Moral theologians distinguish three kinds of secrets: (1) natural, in which the obligation to keep it occult arises from the very nature of the thing; its manifestation cannot be made without damage or reasonable displeasure of the person involved, who has a strict right not to be thus hurt without sufficient, reasonable cause; (2) promised, in which the obligation arises from the promise made after having acquired knowledge of the thing; he who makes the promise (to whom secret was confided) obliges himself to keep it faithfully—even if the thing does not oblige to secrecy from its very nature; and (3) entrusted, in which the obligation arises from the promise made before having knowledge of the thing, that is, one party obliges itself to manifest it, and the other to keep it occult, even if by its very nature it could be revealed.

The obligation to keep the secret exists per se, out of justice or fidelity. The natural secret obliges in justice, by reason of the damage that can be caused; its violation is sinful, mortally or venially, according to the gravity of what is revealed and the sadness or damages that it may cause, with the eventual obligation of making reparation. The simply promised secret obliges by a motive of fidelity, by reason of the promise made; its violation constitutes a venial sin. The entrusted secret obliges in justice, by reason of the special contract, and its violation is a sin, which, again, may be mortal or venial according to the damages and sadness that its revelation may cause.
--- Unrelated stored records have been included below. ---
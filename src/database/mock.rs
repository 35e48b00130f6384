use std::collections::HashMap;
use std::sync::Mutex;

use anyhow::{anyhow, Result};
use async_trait::async_trait;
use chrono::Utc;

use crate::database::queries::Store;
use crate::database::structs::*;
use crate::platform::SteamId;

/// In-memory `Store` used by the test suites.
#[derive(Default)]
pub struct MockStore {
    state: Mutex<MockState>,
}

#[derive(Default)]
struct MockState {
    users: HashMap<i64, User>,
    matches: HashMap<i64, MatchRow>,
    match_players: Vec<MatchPlayerRow>,
    counter: i64,
}

impl MockStore {
    /// Register a player directly, bypassing `upsert_player`'s async signature.
    pub fn push_user(&self, player_id: i64, steam_id: u64, rating: i32) {
        let mut state = self.state.lock().unwrap();
        state.users.insert(
            player_id,
            User {
                player_id,
                steam_id: SteamId(steam_id),
                rating,
                registered_at: Utc::now().naive_utc(),
            },
        );
    }

    pub fn expect_match(&self, match_id: i64) -> MatchRow {
        self.state
            .lock()
            .unwrap()
            .matches
            .get(&match_id)
            .cloned()
            .expect("match id not in mock store")
    }

    pub fn match_players(&self, match_id: i64) -> Vec<MatchPlayerRow> {
        self.state
            .lock()
            .unwrap()
            .match_players
            .iter()
            .filter(|p| p.match_id == match_id)
            .cloned()
            .collect()
    }

    pub fn expect_rating(&self, player_id: i64) -> i32 {
        self.state
            .lock()
            .unwrap()
            .users
            .get(&player_id)
            .expect("player id not in mock store")
            .rating
    }
}

#[async_trait]
impl Store for MockStore {
    async fn migrate(&self) -> Result<()> {
        Ok(())
    }

    async fn player(&self, player_id: i64) -> Result<Option<User>> {
        Ok(self.state.lock().unwrap().users.get(&player_id).cloned())
    }

    async fn upsert_player(&self, user: &User) -> Result<()> {
        let mut state = self.state.lock().unwrap();
        state.users.insert(user.player_id, user.clone());
        Ok(())
    }

    async fn rating(&self, player_id: i64) -> Result<Option<i32>> {
        Ok(self
            .state
            .lock()
            .unwrap()
            .users
            .get(&player_id)
            .map(|u| u.rating))
    }

    async fn set_rating(&self, player_id: i64, rating: i32) -> Result<()> {
        let mut state = self.state.lock().unwrap();
        match state.users.get_mut(&player_id) {
            Some(user) => {
                user.rating = rating;
                Ok(())
            }
            None => Err(anyhow!("no such player: {}", player_id)),
        }
    }

    async fn steam_id(&self, player_id: i64) -> Result<Option<SteamId>> {
        Ok(self
            .state
            .lock()
            .unwrap()
            .users
            .get(&player_id)
            .map(|u| u.steam_id))
    }

    async fn next_game_id(&self) -> Result<i64> {
        let mut state = self.state.lock().unwrap();
        state.counter += 1;
        Ok(state.counter)
    }

    async fn insert_match(&self, row: &MatchRow, players: &[MatchPlayerRow]) -> Result<()> {
        let mut state = self.state.lock().unwrap();
        if state.matches.contains_key(&row.match_id) {
            return Err(anyhow!("duplicate match id: {}", row.match_id));
        }
        state.matches.insert(row.match_id, row.clone());
        state.match_players.extend_from_slice(players);
        Ok(())
    }

    async fn finalize_match(&self, match_id: i64, winning_team: WinningTeam) -> Result<()> {
        let mut state = self.state.lock().unwrap();
        match state.matches.get_mut(&match_id) {
            Some(row) => {
                row.state = MatchState::Ended;
                row.winning_team = winning_team;
                Ok(())
            }
            None => Err(anyhow!("no such match: {}", match_id)),
        }
    }

    async fn unfinished_matches(&self) -> Result<Vec<MatchRow>> {
        let mut rows: Vec<MatchRow> = self
            .state
            .lock()
            .unwrap()
            .matches
            .values()
            .filter(|row| row.state != MatchState::Ended)
            .cloned()
            .collect();
        rows.sort_by_key(|row| row.game_id);
        Ok(rows)
    }
}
Therefore, in general, it is illicit to seek knowledge of secrets, by listening to private conversations, or by opening letters or private papers, reading them when kept in a reserved place, etc. But there is no sin at all if such papers are read with reasonably presumed permission, or out of grave and founded suspicion of imminent, grave damage to self or to others, which can be averted by the examination of the letters (it becomes thus self-defense). Letters thrown away or voluntarily abandoned in public places may be read without injustice, as the owner is considered to have relinquished his right. But if they contain something that, if revealed, could cause damage, out of charity, the content must be kept occult. It is not licit to read torn letters, especially if in such small pieces that it is clear the owner’s intention of not allowing others to read them.

It is also illicit to manifest what another justly wants to keep secret, as its manifestation would cause damage or displeasure to the “owner” of the secret—a damage that must be avoided out of charity, fidelity or justice. Finally, it is illicit to use the secret for one’s or another’s benefit, against the reasonable opposition of the “owner,” especially if this causes him some damage.

Nonetheless, and with the exception of the case of the seal of confession, the obligation to keep a secret is not absolute, but relative and limited, in such a manner that in certain circumstances it is permissible to reveal the secret: the duty of justice and charity towards our neighbor does not oblige in every circumstance and in spite of any detriment to self or another; moreover, the demands of the common good may override the obligation to keep the secret.

Thus, it is licit to seek knowledge of a secret for reasons of public utility (for example, in a country at war, regarding secrets of the enemy, or the Church investigating the life and morals of candidates to the priesthood, or a civil magistrate investigating crimes committed, etc.). It may be also licit for reasons of private utility, as sometimes this inquiry is equivalent to self-defense against an imminent, proportionately grave damage.

A secret may—and even must—be revealed to avoid damages for the persons involved, or for a third, private person, or for the common good. In those cases, the owner of the secret can be presumed to grant permission to reveal it, or he could not be reasonably opposed to its revelation. But even if he were to oppose, higher obligations of charity or justice would permit or even demand its revelation.